Una piattaforma web per affittare la propria piscina o per trovarne facilmente una vicino casa.

In epoca di economia collaborativa, dopo la condivisione di case, auto, barche, Swimmy, forte del successo in Francia e Spagna, arriva anche in Italia.

Propone, aperta a tutti, una piattaforma dedicata al noleggio di piscine private.

La piattaforma permette ai proprietari di piscine di affittare la loro piscina per un’ora, mezza giornata o una giornata.

Cos’è Swimmy?

Swimmy a oggi conta 120mila utenti, 3mila proprietari registrati, 16mila noleggi effettuati nel 2020.

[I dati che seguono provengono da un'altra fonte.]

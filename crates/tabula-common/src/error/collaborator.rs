//! Errors reported by external collaborators.
//!
//! The column catalog and the persistence engine report failures with these
//! types. `TabulaError` wraps them as a `#[source]` so the original cause is
//! never lost.

use thiserror::Error;

/// Error reported by a column-metadata catalog.
#[derive(Debug, Error)]
pub enum CatalogError {
    /// The catalog has no definitions for the table.
    #[error("no column definitions registered for table '{table}'")]
    NotFound {
        /// The logical table id that was looked up.
        table: String,
    },

    /// The table already has definitions.
    #[error("column definitions for table '{table}' already exist")]
    AlreadyDefined {
        /// The logical table id.
        table: String,
    },

    /// The catalog could not be reached.
    #[error("catalog unavailable: {reason}")]
    Unavailable {
        /// Why the catalog could not serve the request.
        reason: String,
    },

    /// The request was cancelled or its deadline passed.
    #[error("catalog request cancelled")]
    Cancelled,
}

/// Error reported by the persistence engine.
#[derive(Debug, Error)]
pub enum EngineError {
    /// The store could not be reached.
    #[error("store unavailable: {reason}")]
    Unavailable {
        /// Why the store could not serve the request.
        reason: String,
    },

    /// A requested column definition conflicts with the existing relation.
    #[error("conflicting definition for column '{column}' in relation '{relation}': {reason}")]
    DefinitionConflict {
        /// Physical relation name.
        relation: String,
        /// Offending column.
        column: String,
        /// Description of the conflict.
        reason: String,
    },

    /// The relation does not exist.
    #[error("relation '{relation}' does not exist")]
    UnknownRelation {
        /// Physical relation name.
        relation: String,
    },

    /// A record does not fit the relation's columns.
    #[error("invalid record '{row_id}' for relation '{relation}': {reason}")]
    InvalidRecord {
        /// Physical relation name.
        relation: String,
        /// Row id of the record.
        row_id: String,
        /// Why the record was rejected.
        reason: String,
    },

    /// The request was cancelled.
    #[error("engine request cancelled")]
    Cancelled,

    /// The request deadline passed before the engine could answer.
    #[error("engine request deadline exceeded")]
    DeadlineExceeded,
}

impl CatalogError {
    /// Returns true if retrying the request may succeed.
    #[must_use]
    pub const fn is_transient(&self) -> bool {
        matches!(self, Self::Unavailable { .. })
    }
}

impl EngineError {
    /// Returns true if retrying the request may succeed.
    #[must_use]
    pub const fn is_transient(&self) -> bool {
        matches!(self, Self::Unavailable { .. } | Self::DeadlineExceeded)
    }
}

#[cfg(test)]
mod tests {
    use super::*;

    #[test]
    fn test_catalog_error_display() {
        let err = CatalogError::NotFound {
            table: "census".to_string(),
        };
        assert_eq!(
            err.to_string(),
            "no column definitions registered for table 'census'"
        );
        assert!(!err.is_transient());
        assert!(CatalogError::Unavailable {
            reason: "down".to_string()
        }
        .is_transient());
    }

    #[test]
    fn test_engine_error_transient() {
        assert!(EngineError::DeadlineExceeded.is_transient());
        assert!(!EngineError::Cancelled.is_transient());
        assert!(!EngineError::UnknownRelation {
            relation: "UT_X".to_string()
        }
        .is_transient());
    }
}
//! # tabula-core
//!
//! Schema binding and row lookup for user-defined tables.
//!
//! A user-defined table has administrator-chosen columns, registered in a
//! column catalog, stored in a generic persistence engine. This crate:
//!
//! - Normalizes logical table ids into physical relation names
//! - Reads a table's columns from the catalog
//! - Appends the fixed bookkeeping columns every table carries
//! - Binds (creates, opens or extends) the physical relation
//! - Resolves row ids against the bound schema, all or nothing
//!
//! ## Example
//!
//! ```rust
//! use std::sync::Arc;
//!
//! use tabula_common::{BinderConfig, LogicalTableId, RequestContext, RowId};
//! use tabula_core::catalog::{ColumnDefinition, InMemoryCatalog};
//! use tabula_core::engine::MemoryEngine;
//! use tabula_core::TableService;
//!
//! let catalog = Arc::new(InMemoryCatalog::new());
//! let engine = Arc::new(MemoryEngine::new());
//! let service = TableService::new(catalog.clone(), engine, BinderConfig::default()).unwrap();
//!
//! let table = LogicalTableId::new("household_survey");
//! catalog
//!     .define_table(&table, vec![ColumnDefinition::new("village", "string")])
//!     .unwrap();
//!
//! let ctx = RequestContext::new();
//! let schema = service.bind_schema(&table, &ctx).unwrap();
//! assert_eq!(schema.physical_id().as_str(), "UT_HOUSEHOLD__SURVEY");
//! assert_eq!(schema.columns()[0].name, "VILLAGE");
//!
//! let err = service.fetch_rows(&schema, &[RowId::new("uuid:1")], &ctx).unwrap_err();
//! assert!(err.is_not_found());
//! ```

#![warn(missing_docs)]
#![warn(clippy::all)]

/// Schema binding
pub mod binder;

/// Column metadata catalog
pub mod catalog;

/// Persistence engine interface and in-memory engine
pub mod engine;

/// Identifier normalization
pub mod identifier;

/// Per-relation schema locks
pub mod lock;

/// Row resolution
pub mod resolver;

/// Rows
pub mod row;

/// Column descriptors and schemas
pub mod schema;

/// Table service facade
pub mod service;

/// Cell values
pub mod value;

pub use binder::SchemaBinder;
pub use catalog::{ColumnCatalog, ColumnDefinition, ColumnMetadataReader, InMemoryCatalog};
pub use engine::{MemoryEngine, PersistenceEngine, Record, RelationHandle};
pub use identifier::{normalize_column_name, IdentifierNormalizer};
pub use lock::{SchemaLockGuard, SchemaLockStats, SchemaLockTable};
pub use resolver::{sort_rows_by_id, RowResolver};
pub use row::Row;
pub use schema::{
    static_columns, ColumnDescriptor, DataKind, FixedSchemaSet, IndexKind, PhysicalSchema,
};
pub use service::TableService;
pub use value::Value;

La registrazione sul sito di Swimmy è facile, veloce e gratuita (basta seguire le istruzioni su https://it.swimmy.com/).

Per il proprietario basta un documento d’identità, una prova di indirizzo e foto della sua piscina.

Per il locatario la piattaforma ha lo stesso funzionamento di altre piattaforme come AirBnB.

Siamo felici di arrivare in Italia – dice Raphaëlle de Monteynard, fondatrice di Swimmy – e di permettere a tutti i proprietari di piscine di affittare facilmente le loro piscine ammortizzando i costi di manutenzione e ai locatari (famiglie, coppie, amici) di trovare facilmente una piscina da godersi in tranquillità vicino casa

Swimmy è assicurato da Allianz, che assicura il proprietario in caso di rottura o danneggiamento.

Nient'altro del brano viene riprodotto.